Q: Am I the only woman in the world who likes watching porn with her husband? My friends say they think it's disgusting, but I find it keeps me focused during sex instead of thinking about my to-do list. 
— Sheila in Illinois

A: Although the man in your life might prefer to believe that the only to-do in your head during sex is him, that's not always the case. Busy women, even when we're getting busy, have active minds. If it took men as long to reach orgasm as it does women (on average 20 minutes), their minds might wander too.

That's why I like your style, Sheila from Illinois. You figured out what you need in the bedroom (a television), and you made it happen. So what if your turn-on has to be turned on? At least you and your husband are enjoying porn together. I think that's very enlightened and cool, and I think your friends, frankly, are not. Who are these women to say what's disgusting? I'll tell you who they are: They are classic pornophobes. I know this because I, Cindy Chupack, used to be slightly pornophobic myself. I thought porn was something a man watched alone in a dark room and then stashed away so his girlfriend wouldn't find it. And then, if she did find—and maybe even watched—it, she would have to decide for herself if she could love a guy who enjoys 12 hours of The Blow Job Adventures of Dr. Fellatio . For example.

Okay, I admit it. Until Sheila challenged my thinking, I'd only watched porn surreptitiously, in the name of research. (You know; meet his parents, meet his pals, meet his porn.) But most women I recently asked admitted to watching porn with a boyfriend or husband. I began to wonder if I should be writing Sheila for advice rather than the other way around. For starters I'd ask: How does a modern, respectable woman get porn?

My friends scoffed when I mentioned going to an adult video store. They recommended On Demand, a pay-per-view service. One benefit of this service is that it vanishes on demand as well, so you never have to worry about what to do with your videos should you die in a horrible accident. While I admired the ease of On Demand, I felt this column required me to purchase actual pornography. I brought this up with another friend and her husband, and she admitted (much to his dismay—he thought it was none of my business) that they, too, enjoy porn together, and when I asked where she gets hers, she whispered, "Blowfish.com."

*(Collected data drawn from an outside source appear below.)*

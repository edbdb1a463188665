use serde::{Deserialize, Serialize};

use crate::loyalty::LoyaltyProgress;

#[derive(Debug, Clone, Default, PartialEq, Eq, Serialize, Deserialize)]
pub struct LoyaltyAccount {
    pub points_balance: i32,
    pub lifetime_points: i32,
    pub tier: Option<String>,
}

#[derive(Debug, Clone, Serialize, Deserialize)]
pub struct LoyaltyResponse {
    pub points_balance: i32,
    pub lifetime_points: i32,
    pub tier: Option<String>,
    pub progress: LoyaltyProgress,
}
//! # Slot Handlers
//!
//! Lists the pickup and delivery slots offered for a date, each annotated with
//! how many orders already occupy it.

use std::{collections::HashMap, sync::Arc};

use axum::{
    Json,
    extract::{Query, State},
};
use bakeshop_core::{
    errors::ShopError,
    models::time_slot::{SlotListResponse, TimeSlot},
    slots::{available_slots, parse_requested_date, with_bookings},
};
use bakeshop_db::{PgSlotConfig, repositories::order::count_orders_by_slot};
use chrono::NaiveDateTime;
use serde::Deserialize;
use sqlx::PgPool;

use crate::{ApiState, middleware::error_handling::AppError};

#[derive(Debug, Deserialize)]
pub struct SlotQuery {
    /// Requested date, `YYYY-MM-DD`
    pub date: Option<String>,
}

/// Lists slot availability for a date
///
/// # Endpoint
///
/// ```text
/// GET /api/slots?date=2025-01-15
/// ```
///
/// # Errors
///
/// * `ShopError::InvalidArgument` - The date is missing or malformed
/// * `ShopError::Database` - Booking counts could not be read
///
/// A closed day, a date past the horizon or a same-day request after the
/// cutoff is not an error; the slot list is simply empty.
#[axum::debug_handler]
pub async fn list_slots(
    State(state): State<Arc<ApiState>>,
    Query(query): Query<SlotQuery>,
) -> Result<Json<SlotListResponse>, AppError> {
    let date = parse_requested_date(query.date.as_deref())?;

    let source = PgSlotConfig::new(state.db_pool.clone());
    let slots = available_slots(&source, date, state.local_now()).await;
    let booked = booking_counts(&state.db_pool, &slots).await?;

    Ok(Json(SlotListResponse {
        date,
        slots: with_bookings(&slots, &booked),
    }))
}

/// Existing order counts for the span the slots cover.
async fn booking_counts(
    pool: &PgPool,
    slots: &[TimeSlot],
) -> Result<HashMap<NaiveDateTime, i64>, AppError> {
    let (Some(first), Some(last)) = (slots.first(), slots.last()) else {
        return Ok(HashMap::new());
    };

    let counts = count_orders_by_slot(pool, first.start, last.end)
        .await
        .map_err(ShopError::Database)?;

    Ok(counts
        .into_iter()
        .map(|count| (count.slot_start, count.booked))
        .collect())
}
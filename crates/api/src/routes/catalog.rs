use axum::{Router, routing::get};
use std::sync::Arc;

use crate::{ApiState, handlers};

pub fn routes() -> Router<Arc<ApiState>> {
    Router::new()
        .route("/api/categories", get(handlers::catalog::list_categories))
        .route("/api/products", get(handlers::catalog::list_products))
}
use axum::{
    Router,
    routing::{get, post},
};
use std::sync::Arc;

use crate::{ApiState, handlers};

pub fn routes() -> Router<Arc<ApiState>> {
    Router::new()
        .route("/api/orders", post(handlers::orders::place_order))
        .route("/api/orders/:code", get(handlers::orders::track_order))
}
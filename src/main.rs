use anyhow::{Context, Result};
use bookshelf::{
    config::{self, Cli, StoreBackend},
    logging,
    server::{self, shutdown_signal},
    store::{InMemoryStore, MongoStore},
};
use clap::Parser;
use std::net::Ipv4Addr;
use std::sync::Arc;
use tokio::net::TcpListener;

#[tokio::main]
async fn main() -> Result<()> {
    let config = config::init_config(Cli::parse()).context("failed to load configuration")?;
    logging::init_tracing();

    let port = config.port;
    let bind = move || TcpListener::bind((Ipv4Addr::UNSPECIFIED, port));

    match config.store_backend {
        StoreBackend::Mongo => {
            let store = MongoStore::connect(&config.mongo_url)
                .await
                .context("failed to connect to MongoDB")?;
            tracing::info!(database = store.database_name(), "Connected to document store");
            server::run(Arc::new(store), config.reset_database, bind, shutdown_signal()).await
        }
        StoreBackend::Memory => {
            tracing::warn!("Using the in-memory store; data is lost on exit");
            server::run(
                Arc::new(InMemoryStore::new()),
                config.reset_database,
                bind,
                shutdown_signal(),
            )
            .await
        }
    }
}
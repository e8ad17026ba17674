//! Process-local catalog store.
//!
//! Keeps authors and books in insertion order behind an async lock. Used when no MongoDB
//! deployment is available and as the backing store for router tests.

use crate::store::{
    traits::CatalogStore,
    types::{Author, Book, BookWithAuthor, StoreError},
};
use async_trait::async_trait;
use mongodb::bson::oid::ObjectId;
use tokio::sync::RwLock;

#[derive(Debug, Default)]
struct Collections {
    authors: Vec<Author>,
    books: Vec<Book>,
}

/// In-memory implementation of [`CatalogStore`].
#[derive(Debug, Default)]
pub struct InMemoryStore {
    collections: RwLock<Collections>,
}

impl InMemoryStore {
    /// Create a new, empty store.
    pub fn new() -> Self {
        Self::default()
    }

    /// Number of stored authors and books.
    pub async fn counts(&self) -> (usize, usize) {
        let guard = self.collections.read().await;
        (guard.authors.len(), guard.books.len())
    }
}

#[async_trait]
impl CatalogStore for InMemoryStore {
    async fn list_authors(&self) -> Result<Vec<Author>, StoreError> {
        Ok(self.collections.read().await.authors.clone())
    }

    async fn find_author(&self, id: ObjectId) -> Result<Option<Author>, StoreError> {
        let guard = self.collections.read().await;
        Ok(guard.authors.iter().find(|author| author.id == id).cloned())
    }

    async fn books_by_author(&self, author_id: ObjectId) -> Result<Vec<Book>, StoreError> {
        let guard = self.collections.read().await;
        Ok(guard
            .books
            .iter()
            .filter(|book| book.author == Some(author_id))
            .cloned()
            .collect())
    }

    async fn list_books_with_authors(&self) -> Result<Vec<BookWithAuthor>, StoreError> {
        let guard = self.collections.read().await;
        Ok(guard
            .books
            .iter()
            .map(|book| {
                let author = book
                    .author
                    .and_then(|id| guard.authors.iter().find(|author| author.id == id))
                    .cloned();
                BookWithAuthor::new(book.clone(), author)
            })
            .collect())
    }

    async fn clear(&self) -> Result<(), StoreError> {
        let mut guard = self.collections.write().await;
        guard.authors.clear();
        guard.books.clear();
        Ok(())
    }

    async fn insert_author(&self, name: &str) -> Result<Author, StoreError> {
        let author = Author {
            id: ObjectId::new(),
            name: name.to_string(),
        };
        self.collections.write().await.authors.push(author.clone());
        Ok(author)
    }

    async fn insert_book(
        &self,
        title: &str,
        author: Option<ObjectId>,
    ) -> Result<Book, StoreError> {
        let book = Book {
            id: ObjectId::new(),
            title: title.to_string(),
            author,
        };
        self.collections.write().await.books.push(book.clone());
        Ok(book)
    }
}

Blowfish.com turns out to be as user-friendly as Amazon.com. In addition to extensive privacy policies, it features enthusiastic, well-written reviews and a whole section of couples videos. I picked one to watch with my husband that had won so many awards it was like the Schindler's List of porn (best film, best director, best screenplay, best couples sex scene, best group sex scene, and my personal favorite, best non-sex performance, which I imagine is reserved for pool boys who simply clean the pool). I figured it had to be good.

And it was. Not the film but the...experiment, which I did for you people, because I'm that dedicated to getting you answers. My husband and I agreed that the award-winning plot and acting left something to be desired, but despite that, desire is what it eventually inspired. So if, like me, you've been pornophobic in the past, here's a to-do: Try this with someone you love and trust. You might be aghast, aroused, or amused, but at least you'll be those things together. And isn't that what intimacy is all about?

Cindy Chupack is the author of The Between Boyfriends Book (St. Martin's Griffin).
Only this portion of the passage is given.